>>>>>

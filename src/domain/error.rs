//! Domain validation errors for roster data and slot placement.
//!
//! These errors are returned when raw rows cannot be turned into a valid
//! [`RosterCatalog`](super::catalog::RosterCatalog) or when a solved lineup
//! cannot be laid out on the roster slots.
//!
//! # Examples
//!
//! ```
//! use linestack::domain::catalog::RosterCatalog;
//! use linestack::domain::error::DataValidationError;
//! use linestack::domain::player::{GoalieRecord, SkaterRecord};
//!
//! let skater = SkaterRecord {
//!     name: Some("Connor McDavid".into()),
//!     team: Some("EDM".into()),
//!     opponent: Some("CGY".into()),
//!     salary: None, // missing!
//!     projected: Some("21.4".into()),
//!     positions: Some("C".into()),
//!     line: Some("1".into()),
//!     actual: None,
//! };
//! let goalie = GoalieRecord::default();
//!
//! let result = RosterCatalog::try_new(vec![skater], vec![goalie]);
//! assert!(matches!(
//!     result,
//!     Err(DataValidationError::MissingField { field: "salary", .. })
//! ));
//! ```

use thiserror::Error;

/// Which input table a row came from.
#[derive(Debug, Clone, Copy, PartialEq, Eq)]
pub enum RowKind {
    Skater,
    Goalie,
}

impl std::fmt::Display for RowKind {
    fn fmt(&self, f: &mut std::fmt::Formatter<'_>) -> std::fmt::Result {
        match self {
            Self::Skater => write!(f, "skater"),
            Self::Goalie => write!(f, "goalie"),
        }
    }
}

/// Errors raised when roster rows are absent or malformed.
///
/// Row numbers are zero-based catalog indices.
#[derive(Error, Debug, Clone, PartialEq, Eq)]
pub enum DataValidationError {
    /// A required field is absent or blank.
    #[error("{kind} row {row}: missing required field `{field}`")]
    MissingField {
        kind: RowKind,
        row: usize,
        field: &'static str,
    },

    /// A numeric field could not be parsed.
    #[error("{kind} row {row}: field `{field}` has invalid number {value:?}")]
    InvalidNumber {
        kind: RowKind,
        row: usize,
        field: &'static str,
        value: String,
    },

    /// A position tag is not one of C, W, D (or LW/RW).
    #[error("skater row {row}: unknown position tag {tag:?}")]
    InvalidPosition { row: usize, tag: String },

    /// One of the input tables has no rows.
    #[error("no {kind} rows supplied")]
    EmptyRoster { kind: RowKind },
}

/// Errors raised when a lineup cannot be laid out on roster slots.
#[derive(Error, Debug, Clone, PartialEq, Eq)]
pub enum SlotError {
    /// No empty slot accepts the skater, even after rearranging.
    #[error("no open roster slot for skater {name:?}")]
    Unplaceable { name: String },

    /// The lineup holds more goalies than the rules have goalie slots.
    #[error("no open goalie slot for {name:?}")]
    NoGoalieSlot { name: String },
}
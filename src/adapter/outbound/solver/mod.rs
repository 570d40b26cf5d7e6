//! Solver implementations for binary integer programming.
//!
//! Implements the `port::outbound::solver::Solver` trait with concrete backends.

pub mod highs;

pub use highs::HiGHSSolver;
//! Site-agnostic domain logic: players, rule sets, indicators and lineups.
//!
//! Nothing in here performs I/O or talks to a solver.

pub mod catalog;
pub mod constraint;
pub mod error;
pub mod id;
pub mod indicator;
pub mod lineup;
pub mod player;
pub mod rules;
pub mod slot;

pub use catalog::RosterCatalog;
pub use id::TeamId;
pub use indicator::Indicators;
pub use lineup::{Lineup, LineupPool};
pub use player::{Goalie, Position, PositionSet, Skater};
pub use rules::{Site, SiteRules};
pub use slot::{FilledLineup, SlotMapper};
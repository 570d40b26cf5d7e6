//! Solver factory.
//!
//! Provides factory functions for constructing the integer program solver
//! used by the generation loop.

use std::sync::Arc;
use std::time::Duration;

use crate::adapter::outbound::solver::highs::HiGHSSolver;
use crate::infrastructure::config::settings::OptimizerConfig;
use crate::port::outbound::solver::Solver;

/// Build the default solver: HiGHS with the configured per-solve budget.
pub fn build_solver(optimizer: &OptimizerConfig) -> Arc<dyn Solver> {
    build_solver_with_limit(optimizer.time_limit())
}

/// Build a HiGHS solver with an explicit per-solve budget.
pub fn build_solver_with_limit(time_limit: Duration) -> Arc<dyn Solver> {
    Arc::new(HiGHSSolver::with_time_limit(time_limit))
}

#[cfg(test)]
mod tests {
    use super::*;

    #[test]
    fn default_solver_is_highs() {
        let solver = build_solver(&OptimizerConfig::default());
        assert_eq!(solver.name(), "highs");
    }
}
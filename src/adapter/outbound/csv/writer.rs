//! Writes filled lineups as CSV, one row per lineup.
//!
//! Point totals are written with two decimal places.

use std::path::PathBuf;

use csv::WriterBuilder;
use tracing::info;

use crate::domain::slot::FilledLineup;
use crate::error::Result;
use crate::port::outbound::roster::{LineupSink, OutputMode};

/// Lineup sink writing a single CSV file.
#[derive(Debug, Clone)]
pub struct CsvLineupWriter {
    path: PathBuf,
    mode: OutputMode,
}

impl CsvLineupWriter {
    #[must_use]
    pub fn new(path: impl Into<PathBuf>, mode: OutputMode) -> Self {
        Self {
            path: path.into(),
            mode,
        }
    }
}

impl LineupSink for CsvLineupWriter {
    fn write(&self, slot_labels: &[String], lineups: &[FilledLineup]) -> Result<()> {
        let with_points = self.mode == OutputMode::WithProjections;
        let with_actual =
            with_points && !lineups.is_empty() && lineups.iter().all(|l| l.actual.is_some());

        let mut writer = WriterBuilder::new().has_headers(false).from_path(&self.path)?;

        let mut header: Vec<&str> = slot_labels.iter().map(String::as_str).collect();
        if with_points {
            header.push("Projected");
        }
        if with_actual {
            header.push("Actual");
        }
        writer.write_record(&header)?;

        for lineup in lineups {
            let mut row = lineup.players.clone();
            if with_points {
                row.push(format!("{:.2}", lineup.projected));
            }
            if with_actual {
                row.push(lineup.actual.map(|a| format!("{a:.2}")).unwrap_or_default());
            }
            writer.write_record(&row)?;
        }
        writer.flush()?;

        info!(
            path = %self.path.display(),
            lineups = lineups.len(),
            mode = ?self.mode,
            "Wrote lineups"
        );
        Ok(())
    }
}

#[cfg(test)]
mod tests {
    use super::*;
    use rust_decimal_macros::dec;
    use tempfile::tempdir;

    fn labels() -> Vec<String> {
        ["C", "W", "G"].iter().map(|s| s.to_string()).collect()
    }

    fn lineup(actual: Option<rust_decimal::Decimal>) -> FilledLineup {
        FilledLineup {
            players: vec!["Center".into(), "Wing".into(), "Goalie".into()],
            projected: dec!(23.44),
            actual,
        }
    }

    #[test]
    fn upload_ready_has_slot_columns_only() {
        let dir = tempdir().unwrap();
        let path = dir.path().join("lineups.csv");

        CsvLineupWriter::new(&path, OutputMode::UploadReady)
            .write(&labels(), &[lineup(Some(dec!(10.75)))])
            .unwrap();

        let content = std::fs::read_to_string(&path).unwrap();
        assert_eq!(content, "C,W,G\nCenter,Wing,Goalie\n");
    }

    #[test]
    fn with_projections_appends_points() {
        let dir = tempdir().unwrap();
        let path = dir.path().join("proj.csv");

        CsvLineupWriter::new(&path, OutputMode::WithProjections)
            .write(&labels(), &[lineup(None)])
            .unwrap();

        let content = std::fs::read_to_string(&path).unwrap();
        assert_eq!(content, "C,W,G,Projected\nCenter,Wing,Goalie,23.44\n");
    }

    #[test]
    fn actual_column_when_known() {
        let dir = tempdir().unwrap();
        let path = dir.path().join("backtest.csv");

        CsvLineupWriter::new(&path, OutputMode::WithProjections)
            .write(&labels(), &[lineup(Some(dec!(10.75)))])
            .unwrap();

        let content = std::fs::read_to_string(&path).unwrap();
        assert_eq!(content, "C,W,G,Projected,Actual\nCenter,Wing,Goalie,23.44,10.75\n");
    }

    #[test]
    fn empty_pool_writes_header() {
        let dir = tempdir().unwrap();
        let path = dir.path().join("empty.csv");

        CsvLineupWriter::new(&path, OutputMode::WithProjections)
            .write(&labels(), &[])
            .unwrap();

        assert_eq!(std::fs::read_to_string(&path).unwrap(), "C,W,G,Projected\n");
    }
}
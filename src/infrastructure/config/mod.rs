//! Infrastructure configuration modules.

pub mod logging;
pub mod settings;
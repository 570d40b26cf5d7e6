//! Component factory functions.

pub mod solver;
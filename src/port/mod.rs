//! Trait definitions (hexagonal ports). Depend only on domain.
//!
//! ```text
//!                 ┌──────────────────────────┐
//!                 │       Application        │
//!   ┌─────────────┤   (model, generator)     ├──────────────┐
//!   │             └──────────────────────────┘              │
//!   ▼                          ▼                            ▼
//! ┌──────────┐         ┌──────────────┐             ┌────────────┐
//! │  Solver  │         │ RosterSource │             │ LineupSink │
//! │ (HiGHS)  │         │    (CSV)     │             │   (CSV)    │
//! └──────────┘         └──────────────┘             └────────────┘
//! ```

pub mod outbound;

pub use outbound::roster::{LineupSink, OutputMode, RosterSource};
pub use outbound::solver::{IlpProblem, LpProblem, LpSolution, SolutionStatus, Solver};
//! Infrastructure layer.
//!
//! Provides technical concerns that support the application without containing
//! business logic: configuration loading, logging setup and component wiring.
//!
//! # Submodules
//!
//! - [`config`] - Configuration loading and validation
//! - [`factory`] - Component factory functions

pub mod config;
pub mod factory;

<<<<<

- _What is being asked_
I need every line of the data that has the word "cannot"; please list them.

- _Result of the exercise_
//! These errors are returned when raw rows cannot be turned into a valid
//! cannot be laid out on the roster slots.
/// Errors raised when a lineup cannot be laid out on roster slots.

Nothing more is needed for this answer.